[Collected data]

__________________________________________________

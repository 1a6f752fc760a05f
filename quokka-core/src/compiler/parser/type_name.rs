//! 源码中书写的类型名（尚未解析）

use std::fmt;

/// 类型名：`int`、`List<string>`、`int[]`
#[derive(Debug, Clone, PartialEq, Eq, Hash)]
pub enum TypeName {
    Named { name: String, args: Vec<TypeName> },
    Array(Box<TypeName>),
}

impl TypeName {
    /// 无泛型参数的命名类型
    pub fn named(name: impl Into<String>) -> Self {
        TypeName::Named {
            name: name.into(),
            args: Vec::new(),
        }
    }

    pub fn void() -> Self {
        Self::named("void")
    }

    pub fn array_of(element: TypeName) -> Self {
        TypeName::Array(Box::new(element))
    }

    /// 简单名（无泛型参数、非数组）
    pub fn simple_name(&self) -> Option<&str> {
        match self {
            TypeName::Named { name, args } if args.is_empty() => Some(name),
            _ => None,
        }
    }
}

impl fmt::Display for TypeName {
    fn fmt(&self, f: &mut fmt::Formatter<'_>) -> fmt::Result {
        match self {
            TypeName::Named { name, args } if args.is_empty() => write!(f, "{name}"),
            TypeName::Named { name, args } => {
                let args = args
                    .iter()
                    .map(|a| a.to_string())
                    .collect::<Vec<_>>()
                    .join(", ");
                write!(f, "{name}<{args}>")
            }
            TypeName::Array(element) => write!(f, "{element}[]"),
        }
    }
}
use super::stmt::Stmt;

/// 一个翻译单元的顶层语句
#[derive(Debug, Clone, PartialEq)]
pub struct ModuleKind {
    pub statements: Vec<Stmt>,
}

pub type Module = Box<ModuleKind>;
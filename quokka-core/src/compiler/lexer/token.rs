//! Token 与 Token 流

use std::ops::Index;

use super::token_kind::QuokkaTokenKind;

/// 源代码坐标
#[derive(Debug, Clone, Copy, PartialEq, Eq)]
pub struct Coordinate {
    pub line: usize,
    pub column: usize,
}

impl Default for Coordinate {
    fn default() -> Self {
        Self { line: 1, column: 1 }
    }
}

impl Coordinate {
    pub fn new(line: usize, column: usize) -> Self {
        Self { line, column }
    }

    /// 前进一个字符
    pub fn advance(&mut self, c: char) {
        if c == '\n' {
            self.line += 1;
            self.column = 1;
        } else {
            self.column += 1;
        }
    }
}

/// 词法单元
#[derive(Debug, Clone, PartialEq)]
pub struct Token {
    pub kind: QuokkaTokenKind,
    /// 原始文本；字符串/字符字面量为转义后的内容
    pub text: String,
    pub coordinate: Coordinate,
}

impl Token {
    pub fn new(kind: QuokkaTokenKind, text: impl Into<String>, coordinate: Coordinate) -> Self {
        Self {
            kind,
            text: text.into(),
            coordinate,
        }
    }

    pub fn line(&self) -> usize {
        self.coordinate.line
    }
}

/// 可随机访问、可回退的 token 序列，以 `Eof` 结尾
#[derive(Debug, Clone)]
pub struct TokenStream {
    tokens: Vec<Token>,
    eof: Token,
    lines: Vec<String>,
}

impl TokenStream {
    pub fn new(tokens: Vec<Token>, eof_at: Coordinate, source: &str) -> Self {
        Self {
            tokens,
            eof: Token::new(QuokkaTokenKind::Eof, "", eof_at),
            lines: source.lines().map(str::to_string).collect(),
        }
    }

    /// 越界访问返回 `Eof`
    pub fn get(&self, index: usize) -> &Token {
        self.tokens.get(index).unwrap_or(&self.eof)
    }

    pub fn len(&self) -> usize {
        self.tokens.len()
    }

    pub fn is_empty(&self) -> bool {
        self.tokens.is_empty()
    }

    pub fn eof(&self) -> &Token {
        &self.eof
    }

    pub fn iter(&self) -> impl Iterator<Item = &Token> {
        self.tokens.iter()
    }

    /// 获取指定行（1-based）的源码文本
    pub fn line_text(&self, line: usize) -> Option<&str> {
        line.checked_sub(1)
            .and_then(|i| self.lines.get(i))
            .map(String::as_str)
    }

    /// 源码总行数
    pub fn line_count(&self) -> usize {
        self.lines.len()
    }
}

impl Index<usize> for TokenStream {
    type Output = Token;

    fn index(&self, index: usize) -> &Token {
        self.get(index)
    }
}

__________________________________________________

* **WHAT NEEDS TO BE DONE**: Work out how many lines in the records above hold the string "struct", then give only that count.

* **WRITTEN REPLY**: 4